- _Directions for this task_
Could you copy every entry exactly, with nothing changed?

[Data records]
|---|

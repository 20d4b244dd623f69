//! Layered configuration: optional TOML file, then `ROUTEWATCH__*` environment overrides

use anyhow::{Context, Result};
use config::{Config, Environment, File};
use serde::{Deserialize, Serialize};
use std::net::{IpAddr, Ipv4Addr, SocketAddr};
use std::path::{Path, PathBuf};
use std::time::Duration;

use crate::collectors::traps::DEFAULT_TRAP_PORT;
use crate::models::DeviceDescriptor;
use crate::snmp::{RetryPolicy, SessionOptions, Version};

pub const DEFAULT_CONFIG_FILE: &str = "routewatch.toml";
pub const ENV_PREFIX: &str = "ROUTEWATCH";

#[derive(Debug, Clone, Default, PartialEq, Serialize, Deserialize)]
#[serde(default)]
pub struct AppConfig {
    pub snmp: SnmpConfig,
    pub listener: ListenerConfig,
    pub storage: StorageConfig,
    pub topology: TopologyConfig,
    pub devices: Vec<DeviceDescriptor>,
}

#[derive(Debug, Clone, PartialEq, Serialize, Deserialize)]
#[serde(default)]
pub struct SnmpConfig {
    pub version: Version,
    pub timeout_ms: u64,
    pub retry: RetryPolicy,
}

impl Default for SnmpConfig {
    fn default() -> Self {
        Self {
            version: Version::V2c,
            timeout_ms: 2_000,
            retry: RetryPolicy::none(),
        }
    }
}

impl SnmpConfig {
    pub fn session_options(&self) -> SessionOptions {
        SessionOptions {
            version: self.version,
            timeout: Duration::from_millis(self.timeout_ms),
            retry: self.retry,
        }
    }
}

#[derive(Debug, Clone, PartialEq, Serialize, Deserialize)]
#[serde(default)]
pub struct ListenerConfig {
    pub enabled: bool,
    pub bind_address: IpAddr,
    pub port: u16,
}

impl Default for ListenerConfig {
    fn default() -> Self {
        Self {
            enabled: true,
            bind_address: IpAddr::V4(Ipv4Addr::UNSPECIFIED),
            port: DEFAULT_TRAP_PORT,
        }
    }
}

impl ListenerConfig {
    pub fn socket_addr(&self) -> SocketAddr {
        SocketAddr::new(self.bind_address, self.port)
    }
}

#[derive(Debug, Clone, Copy, Default, PartialEq, Eq, Serialize, Deserialize)]
#[serde(rename_all = "lowercase")]
pub enum StorageBackend {
    #[default]
    Json,
    Sqlite,
}

#[derive(Debug, Clone, PartialEq, Serialize, Deserialize)]
#[serde(default)]
pub struct StorageConfig {
    pub backend: StorageBackend,
    pub data_dir: PathBuf,
    /// SQLite file, used by the `sqlite` backend
    pub database: PathBuf,
}

impl Default for StorageConfig {
    fn default() -> Self {
        Self {
            backend: StorageBackend::Json,
            data_dir: PathBuf::from("data"),
            database: PathBuf::from("data/routewatch.db"),
        }
    }
}

#[derive(Debug, Clone, PartialEq, Serialize, Deserialize)]
#[serde(default)]
pub struct TopologyConfig {
    /// Inventory key of the discovery seed; the first device when unset
    pub seed: Option<String>,
    pub interval_secs: u64,
    pub auto_refresh: bool,
}

impl Default for TopologyConfig {
    fn default() -> Self {
        Self {
            seed: None,
            interval_secs: 300,
            auto_refresh: false,
        }
    }
}

impl AppConfig {
    /// Loads `path` (required) or `routewatch.toml` (optional), then applies
    /// environment overrides such as `ROUTEWATCH__SNMP__TIMEOUT_MS=500`
    pub fn load(path: Option<&Path>) -> Result<Self> {
        let file = match path {
            Some(path) => File::from(path).required(true),
            None => File::with_name(DEFAULT_CONFIG_FILE).required(false),
        };

        let config = Config::builder()
            .add_source(file)
            .add_source(
                Environment::with_prefix(ENV_PREFIX)
                    .prefix_separator("__")
                    .separator("__")
                    .try_parsing(true),
            )
            .build()
            .context("Failed to read configuration")?;

        config
            .try_deserialize()
            .context("Invalid configuration")
    }
}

|---|

- _Answer to the exercise_
repository 20d4b244dd623f69
//! Layered configuration: optional TOML file, then `ROUTEWATCH__*` environment overrides

use anyhow::{Context, Result};
use config::{Config, Environment, File};
use serde::{Deserialize, Serialize};
use std::net::{IpAddr, Ipv4Addr, SocketAddr};
use std::path::{Path, PathBuf};
use std::time::Duration;

use crate::collectors::traps::DEFAULT_TRAP_PORT;
use crate::models::DeviceDescriptor;
use crate::snmp::{RetryPolicy, SessionOptions, Version};

pub const DEFAULT_CONFIG_FILE: &str = "routewatch.toml";
pub const ENV_PREFIX: &str = "ROUTEWATCH";

#[derive(Debug, Clone, Default, PartialEq, Serialize, Deserialize)]
#[serde(default)]
pub struct AppConfig {
    pub snmp: SnmpConfig,
    pub listener: ListenerConfig,
    pub storage: StorageConfig,
    pub topology: TopologyConfig,
    pub devices: Vec<DeviceDescriptor>,
}

#[derive(Debug, Clone, PartialEq, Serialize, Deserialize)]
#[serde(default)]
pub struct SnmpConfig {
    pub version: Version,
    pub timeout_ms: u64,
    pub retry: RetryPolicy,
}

impl Default for SnmpConfig {
    fn default() -> Self {
        Self {
            version: Version::V2c,
            timeout_ms: 2_000,
            retry: RetryPolicy::none(),
        }
    }
}

impl SnmpConfig {
    pub fn session_options(&self) -> SessionOptions {
        SessionOptions {
            version: self.version,
            timeout: Duration::from_millis(self.timeout_ms),
            retry: self.retry,
        }
    }
}

#[derive(Debug, Clone, PartialEq, Serialize, Deserialize)]
#[serde(default)]
pub struct ListenerConfig {
    pub enabled: bool,
    pub bind_address: IpAddr,
    pub port: u16,
}

impl Default for ListenerConfig {
    fn default() -> Self {
        Self {
            enabled: true,
            bind_address: IpAddr::V4(Ipv4Addr::UNSPECIFIED),
            port: DEFAULT_TRAP_PORT,
        }
    }
}

impl ListenerConfig {
    pub fn socket_addr(&self) -> SocketAddr {
        SocketAddr::new(self.bind_address, self.port)
    }
}

#[derive(Debug, Clone, Copy, Default, PartialEq, Eq, Serialize, Deserialize)]
#[serde(rename_all = "lowercase")]
pub enum StorageBackend {
    #[default]
    Json,
    Sqlite,
}

#[derive(Debug, Clone, PartialEq, Serialize, Deserialize)]
#[serde(default)]
pub struct StorageConfig {
    pub backend: StorageBackend,
    pub data_dir: PathBuf,
    /// SQLite file, used by the `sqlite` backend
    pub database: PathBuf,
}

impl Default for StorageConfig {
    fn default() -> Self {
        Self {
            backend: StorageBackend::Json,
            data_dir: PathBuf::from("data"),
            database: PathBuf::from("data/routewatch.db"),
        }
    }
}

#[derive(Debug, Clone, PartialEq, Serialize, Deserialize)]
#[serde(default)]
pub struct TopologyConfig {
    /// Inventory key of the discovery seed; the first device when unset
    pub seed: Option<String>,
    pub interval_secs: u64,
    pub auto_refresh: bool,
}

impl Default for TopologyConfig {
    fn default() -> Self {
        Self {
            seed: None,
            interval_secs: 300,
            auto_refresh: false,
        }
    }
}

impl AppConfig {
    /// Loads `path` (required) or `routewatch.toml` (optional), then applies
    /// environment overrides such as `ROUTEWATCH__SNMP__TIMEOUT_MS=500`
    pub fn load(path: Option<&Path>) -> Result<Self> {
        let file = match path {
            Some(path) => File::from(path).required(true),
            None => File::with_name(DEFAULT_CONFIG_FILE).required(false),
        };

        let config = Config::builder()
            .add_source(file)
            .add_source(
                Environment::with_prefix(ENV_PREFIX)
                    .prefix_separator("__")
                    .separator("__")
                    .try_parsing(true),
            )
            .build()
            .context("Failed to read configuration")?;

        config
            .try_deserialize()
            .context("Invalid configuration")
    }
}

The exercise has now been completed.